Project3: Image Classification

A deep learning model that classifies images into categories.

Project Overview

This project involves building a deep learning model using convolutional neural networks (CNNs) to classify images into predefined categories. The model is trained on a large dataset of images and can be used for various applications such as object detection, image recognition, and more.

Technical Details

The model is built using TensorFlow and Keras, utilizing a CNN architecture with multiple layers to extract features from images.

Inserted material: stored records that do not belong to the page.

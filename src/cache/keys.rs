//! Cache key definitions.
//!
//! A [`CacheKey`] is the logical key that writers and invalidators derive
//! independently. Before it reaches the backend it is namespaced and hashed
//! with [`hash_key`].

use std::fmt;

use sha2::{Digest, Sha224};

/// Logical cache key.
#[derive(Debug, Clone, PartialEq, Eq, Hash)]
pub struct CacheKey(String);

impl CacheKey {
    pub fn new(raw: impl Into<String>) -> Self {
        Self(raw.into())
    }

    /// `<type-qualified-name>::<value>`, the key for an identifier lookup.
    pub fn for_entity(type_name: &str, value: &str) -> Self {
        Self(format!("{type_name}::{value}"))
    }

    pub fn as_str(&self) -> &str {
        &self.0
    }

    pub fn is_empty(&self) -> bool {
        self.0.is_empty()
    }
}

impl fmt::Display for CacheKey {
    fn fmt(&self, f: &mut fmt::Formatter<'_>) -> fmt::Result {
        f.write_str(&self.0)
    }
}

/// Key template with positional `{}` placeholders, e.g.
/// `account::followers::account-id-{}`.
#[derive(Debug, Clone, PartialEq, Eq)]
pub struct KeyTemplate(String);

impl KeyTemplate {
    pub fn new(template: impl Into<String>) -> Self {
        Self(template.into())
    }

    pub fn as_str(&self) -> &str {
        &self.0
    }

    pub fn placeholder_count(&self) -> usize {
        self.0.matches("{}").count()
    }

    /// Substitute `values` into the placeholders in order.
    ///
    /// Placeholders without a value are left as-is; surplus values are ignored.
    pub fn render<S: AsRef<str>>(&self, values: &[S]) -> CacheKey {
        let mut rendered = String::with_capacity(self.0.len());
        let mut values = values.iter();
        let mut rest = self.0.as_str();
        while let Some(index) = rest.find("{}") {
            rendered.push_str(&rest[..index]);
            match values.next() {
                Some(value) => rendered.push_str(value.as_ref()),
                None => rendered.push_str("{}"),
            }
            rest = &rest[index + 2..];
        }
        rendered.push_str(rest);
        CacheKey(rendered)
    }
}

impl fmt::Display for KeyTemplate {
    fn fmt(&self, f: &mut fmt::Formatter<'_>) -> fmt::Result {
        f.write_str(&self.0)
    }
}

/// SHA-224 hex digest of `prefix + key`.
pub fn hash_key(prefix: &str, key: &str) -> String {
    let mut hasher = Sha224::new();
    hasher.update(prefix.as_bytes());
    hasher.update(key.as_bytes());
    hex::encode(hasher.finalize())
}
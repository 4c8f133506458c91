pub mod cache;
pub mod config;
pub mod error;
pub mod store;
pub mod telemetry;
pub mod tweeter;

pub use error::CacheError;
pub use store::{EntityId, EntityStore, Filter, MemoryStore, Record, StoreError};
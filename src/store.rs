//! Persistent store collaborator.
//!
//! The cache engine only needs a single-result query that reports a
//! distinguishable "not found", plus save and delete. [`MemoryStore`] is an
//! in-process implementation used by the demo and the tests.

use std::collections::BTreeMap;
use std::fmt;
use std::sync::RwLock;
use std::sync::atomic::{AtomicU64, AtomicUsize, Ordering};

use thiserror::Error;

use crate::cache::lock::{rw_read, rw_write};

const SOURCE: &str = "store";

/// Stable identifier assigned by the store.
pub type EntityId = u64;

#[derive(Debug, Error)]
pub enum StoreError {
    #[error("entity `{entity}` not found")]
    NotFound { entity: &'static str },
    #[error("query for `{entity}` matched {count} rows")]
    MultipleMatches { entity: &'static str, count: usize },
    #[error("store failure: {message}")]
    Backend { message: String },
}

impl StoreError {
    pub fn not_found(entity: &'static str) -> Self {
        Self::NotFound { entity }
    }

    pub fn backend(message: impl Into<String>) -> Self {
        Self::Backend {
            message: message.into(),
        }
    }
}

/// A record the store knows how to persist and filter.
pub trait Record: Clone + fmt::Debug + Send + Sync + 'static {
    /// Type-qualified name, e.g. `followers.Account`.
    const TYPE_NAME: &'static str;

    fn id(&self) -> Option<EntityId>;

    fn assign_id(&mut self, id: EntityId);

    /// String form of a non-identifier field, used for equality filters.
    fn field(&self, _name: &str) -> Option<String> {
        None
    }
}

/// Equality filter: one or more `(field, value)` terms.
#[derive(Debug, Clone, Default, PartialEq, Eq, Hash)]
pub struct Filter {
    terms: Vec<(String, String)>,
}

impl Filter {
    pub fn by(field: impl Into<String>, value: impl fmt::Display) -> Self {
        Self::default().and(field, value)
    }

    pub fn id(id: EntityId) -> Self {
        Self::by("id", id)
    }

    pub fn and(mut self, field: impl Into<String>, value: impl fmt::Display) -> Self {
        self.terms.push((field.into(), value.to_string()));
        self
    }

    pub fn terms(&self) -> &[(String, String)] {
        &self.terms
    }

    pub fn len(&self) -> usize {
        self.terms.len()
    }

    pub fn is_empty(&self) -> bool {
        self.terms.is_empty()
    }

    /// The only term, if there is exactly one.
    pub fn single(&self) -> Option<(&str, &str)> {
        match self.terms.as_slice() {
            [(field, value)] => Some((field.as_str(), value.as_str())),
            _ => None,
        }
    }

    fn matches<E: Record>(&self, record: &E) -> bool {
        self.terms.iter().all(|(field, value)| {
            let field = field.strip_suffix("__exact").unwrap_or(field);
            match field {
                "id" | "pk" => {
                    record.id().map(|id| id.to_string()).as_deref() == Some(value.as_str())
                }
                other => record.field(other).as_deref() == Some(value.as_str()),
            }
        })
    }
}

impl fmt::Display for Filter {
    fn fmt(&self, f: &mut fmt::Formatter<'_>) -> fmt::Result {
        for (index, (field, value)) in self.terms.iter().enumerate() {
            if index > 0 {
                f.write_str(", ")?;
            }
            write!(f, "{field}={value}")?;
        }
        Ok(())
    }
}

/// Per-type store access.
pub trait EntityStore<E: Record>: Send + Sync {
    /// Single result matching every term of `filter`.
    fn get(&self, filter: &Filter) -> Result<E, StoreError>;

    /// Persist `entity`, assigning an identifier when it has none.
    /// Returns `true` when a new row was created.
    fn save(&self, entity: &mut E) -> Result<bool, StoreError>;

    fn delete(&self, entity: &E) -> Result<(), StoreError>;
}

/// In-memory store keyed by identifier.
pub struct MemoryStore<E> {
    rows: RwLock<BTreeMap<EntityId, E>>,
    next_id: AtomicU64,
    queries: AtomicUsize,
}

impl<E: Record> MemoryStore<E> {
    pub fn new() -> Self {
        Self {
            rows: RwLock::new(BTreeMap::new()),
            next_id: AtomicU64::new(1),
            queries: AtomicUsize::new(0),
        }
    }

    /// Number of `get` queries served so far.
    pub fn query_count(&self) -> usize {
        self.queries.load(Ordering::SeqCst)
    }

    pub fn count_where(&self, predicate: impl Fn(&E) -> bool) -> usize {
        rw_read(&self.rows, SOURCE, "count_where")
            .values()
            .filter(|row| predicate(row))
            .count()
    }

    pub fn find_where(&self, predicate: impl Fn(&E) -> bool) -> Vec<E> {
        rw_read(&self.rows, SOURCE, "find_where")
            .values()
            .filter(|row| predicate(row))
            .cloned()
            .collect()
    }

    pub fn len(&self) -> usize {
        rw_read(&self.rows, SOURCE, "len").len()
    }

    pub fn is_empty(&self) -> bool {
        self.len() == 0
    }
}

impl<E: Record> Default for MemoryStore<E> {
    fn default() -> Self {
        Self::new()
    }
}

impl<E: Record> EntityStore<E> for MemoryStore<E> {
    fn get(&self, filter: &Filter) -> Result<E, StoreError> {
        self.queries.fetch_add(1, Ordering::SeqCst);
        let rows = rw_read(&self.rows, SOURCE, "get");
        let mut matches = rows.values().filter(|row| filter.matches(*row));
        let first = matches
            .next()
            .ok_or_else(|| StoreError::not_found(E::TYPE_NAME))?;
        let extra = matches.count();
        if extra > 0 {
            return Err(StoreError::MultipleMatches {
                entity: E::TYPE_NAME,
                count: extra + 1,
            });
        }
        Ok(first.clone())
    }

    fn save(&self, entity: &mut E) -> Result<bool, StoreError> {
        let mut rows = rw_write(&self.rows, SOURCE, "save");
        let id = match entity.id() {
            Some(id) => {
                self.next_id.fetch_max(id + 1, Ordering::SeqCst);
                id
            }
            None => {
                let id = self.next_id.fetch_add(1, Ordering::SeqCst);
                entity.assign_id(id);
                id
            }
        };
        let created = rows.insert(id, entity.clone()).is_none();
        Ok(created)
    }

    fn delete(&self, entity: &E) -> Result<(), StoreError> {
        let id = entity
            .id()
            .ok_or_else(|| StoreError::backend("cannot delete an unsaved entity"))?;
        rw_write(&self.rows, SOURCE, "delete")
            .remove(&id)
            .map(|_| ())
            .ok_or_else(|| StoreError::not_found(E::TYPE_NAME))
    }
}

The training process involves data augmentation to improve the model's robustness and accuracy.

import tensorflow as tf
from tensorflow import keras

# Define the model architecture
model = keras.Sequential([
 keras.layers.Conv2D(32, (3, 3), activation='relu', input_shape=(224, 224, 3)),
 keras.layers.MaxPooling2D((2, 2)),
 keras.layers.Flatten(),
 keras.layers.Dense(128, activation='relu'),
 keras.layers.Dropout(0.2),
 keras.layers.Dense(10, activation='softmax')
])

# Compile the model
model.compile(optimizer='adam', loss='sparse_categorical_crossentropy', metrics=['accuracy'])
 

Results and Future Work

The model achieves a high accuracy rate on the test dataset. Future work includes expanding the dataset to include more categories and improving the model's performance using transfer learning and other advanced techniques.